use serde::{Deserialize, Serialize};

/// Unique identifier for a unit of work.
#[derive(Debug, Clone, Serialize, Deserialize, PartialEq, Eq, Hash)]
pub struct WorkId(pub String);

impl WorkId {
    /// Generates a new random UUID v4-based WorkId.
    pub fn new() -> Self {
        Self(uuid::Uuid::new_v4().to_string())
    }
}

impl Default for WorkId {
    fn default() -> Self {
        Self::new()
    }
}

/// The definition of a unit of work.
///
/// Work travels between nodes by value, so it names a registered handler
/// rather than carrying code.
#[derive(Debug, Clone, Serialize, Deserialize)]
pub struct Work {
    #[serde(default)]
    pub id: WorkId,
    /// The name of the registered handler to invoke.
    pub handler: String,
    /// Arbitrary JSON payload passed to the handler function.
    #[serde(default, with = "json_payload")]
    pub payload: serde_json::Value,
    /// Whether the work may leave the submitting node at all.
    #[serde(default)]
    pub distributable: bool,
    /// Selects the long-running worker pool instead of the short-running one.
    #[serde(default)]
    pub long_running: bool,
}

impl Work {
    pub fn new(handler: &str, payload: serde_json::Value) -> Self {
        Self {
            id: WorkId::new(),
            handler: handler.to_string(),
            payload,
            distributable: false,
            long_running: false,
        }
    }

    pub fn distributable(mut self) -> Self {
        self.distributable = true;
        self
    }

    pub fn long_running(mut self) -> Self {
        self.long_running = true;
        self
    }
}

/// Binary formats carry the payload as JSON text, since decoding a
/// `serde_json::Value` needs a self-describing format.
mod json_payload {
    use serde::de::Error as _;
    use serde::ser::Error as _;
    use serde::{Deserialize, Deserializer, Serialize, Serializer};
    use serde_json::Value;

    pub fn serialize<S: Serializer>(value: &Value, serializer: S) -> Result<S::Ok, S::Error> {
        if serializer.is_human_readable() {
            return value.serialize(serializer);
        }
        let text = serde_json::to_string(value).map_err(S::Error::custom)?;
        serializer.serialize_str(&text)
    }

    pub fn deserialize<'de, D: Deserializer<'de>>(deserializer: D) -> Result<Value, D::Error> {
        if deserializer.is_human_readable() {
            return Value::deserialize(deserializer);
        }
        let text = String::deserialize(deserializer)?;
        serde_json::from_str(&text).map_err(D::Error::custom)
    }
}

/// Helper to get the current system time in milliseconds.
pub fn now_ms() -> u64 {
    std::time::SystemTime::now()
        .duration_since(std::time::UNIX_EPOCH)
        .map(|elapsed| elapsed.as_millis() as u64)
        .unwrap_or_default()
}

_ _ _ _

### [Aim of the exercise]
Across the material, report every line that has the word "derive".

### [Solution to this problem]
#[derive(Debug, Clone, Serialize, Deserialize, PartialEq, Eq, Hash)]
#[derive(Debug, Clone, Serialize, Deserialize)]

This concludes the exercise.